Should those supplies reach the enemy, Tofte was warned, they would provide an immense material aid to the coming communist offensives. Regardless of the cost, the ship had to be stopped. To make sure that Tofte got the message, his superiors gave him $1 million in cash to work with, a vast sum by the CIA standards of the day.

Tofte’s plan called for Chinese Nationalist forces, disguised as pirates, to intercept the ship near Taiwan (then called Formosa) and seize the cargo. Chiang Kai-shek, whom Tofte had known personally before the war, promised men and material aid to the plan. The operation went off nearly seamlessly; without a shot being fired, the entire cargo had been stolen, in what had appeared to be a “random act” of piracy on the high seas.

It was the type of daring operation—which the agency had code-named “TP Stole”—that the twentieth century’s greatest commando, Otto Skorzeny, would probably himself have admired. The success of the operation without doubt saved many lives: deprived of medical logistics, the Chinese were unable to mount many of the offensives that they had planned for in 1951.

Who was this Hans Tofte? Joseph C. Goulden’s excellent book Korea: The Untold Story of the War contains the most complete account of Tofte’s colorful career and exploits. Goulden interviewed Tofte in the early 1980s while researching his book and was amazed by the scope of Tofte’s exploits in the 1940s and 1950s. Yet he remains an obscure figure today.

Born in 1911 in Denmark to a maritime merchant family, Tofte had been stationed at age 19 to live in China as an employee of a Danish shipping firm that did business in east Asia. Living in Manchuria, he learned to speak Chinese, and gained an intimate knowledge of the country’s geography, political factions, and political personalities. The Second World War brought him back to Denmark, where he saw some service in the anti-German resistance.

Eventually escaping from Denmark, he enlisted with Allied American intelligence services–first the Office of Strategic Services (“OSS”) and later the regular US military–and participated in many operations, most notably running supplies to Chinese guerrillas fighting against Japan, and smuggling weapons under Mussolini’s nose to Tito’s partisans in Yugoslavia.

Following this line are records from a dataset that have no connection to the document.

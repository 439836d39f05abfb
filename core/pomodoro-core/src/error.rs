//! Error types for pomodoro-core operations.
//!
//! Decode errors are always surfaced to the caller; a missing file is not an
//! error anywhere in this crate (read paths recover to empty/default values).

/// All errors that can occur in pomodoro-core operations.
#[derive(Debug, thiserror::Error)]
pub enum Error {
    // ─────────────────────────────────────────────────────────────────────
    // Decode Errors
    // ─────────────────────────────────────────────────────────────────────
    #[error("invalid timestamp {value:?}: {source}")]
    InvalidTimestamp {
        value: String,
        #[source]
        source: chrono::ParseError,
    },

    #[error("malformed attribute {token:?} (expected key=value)")]
    MalformedAttribute { token: String },

    #[error("unknown duration unit in {value:?} (expected whole minutes)")]
    UnknownDurationUnit { value: String },

    #[error("invalid number for {key}: {value:?}")]
    InvalidNumber { key: String, value: String },

    #[error("expected a single session record, found {lines} lines")]
    MultipleRecords { lines: usize },

    // ─────────────────────────────────────────────────────────────────────
    // Environment / I/O Errors
    // ─────────────────────────────────────────────────────────────────────
    #[error("home directory could not be determined")]
    HomeDirNotFound,

    #[error("i/o error: {context}: {source}")]
    Io {
        context: String,
        #[source]
        source: std::io::Error,
    },
}

impl Error {
    /// Wraps an io error with a short operation context.
    pub(crate) fn io(context: impl Into<String>, source: std::io::Error) -> Self {
        Error::Io {
            context: context.into(),
            source,
        }
    }

    /// Returns whether this is one of the decode-class errors.
    pub fn is_decode(&self) -> bool {
        matches!(
            self,
            Error::InvalidTimestamp { .. }
                | Error::MalformedAttribute { .. }
                | Error::UnknownDurationUnit { .. }
                | Error::InvalidNumber { .. }
                | Error::MultipleRecords { .. }
        )
    }
}

/// Convenience type alias for Results using pomodoro-core's Error.
pub type Result<T> = std::result::Result<T, Error>;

But the end of the war had come suddenly, and with it came a need to reinvent himself as a humdrum man of peace. America’s rapid post-1945 demobilization left little opportunities for a man of action like Tofte. Promises that his skills would be used in some new intelligence agency came to nothing, and so he took up the life of a middle-class small businessman, marrying an American woman and moving to Mason City, Iowa. Yet he promised his friends who remained in the intelligence business that, should another war break out, he would certainly come in with both feet.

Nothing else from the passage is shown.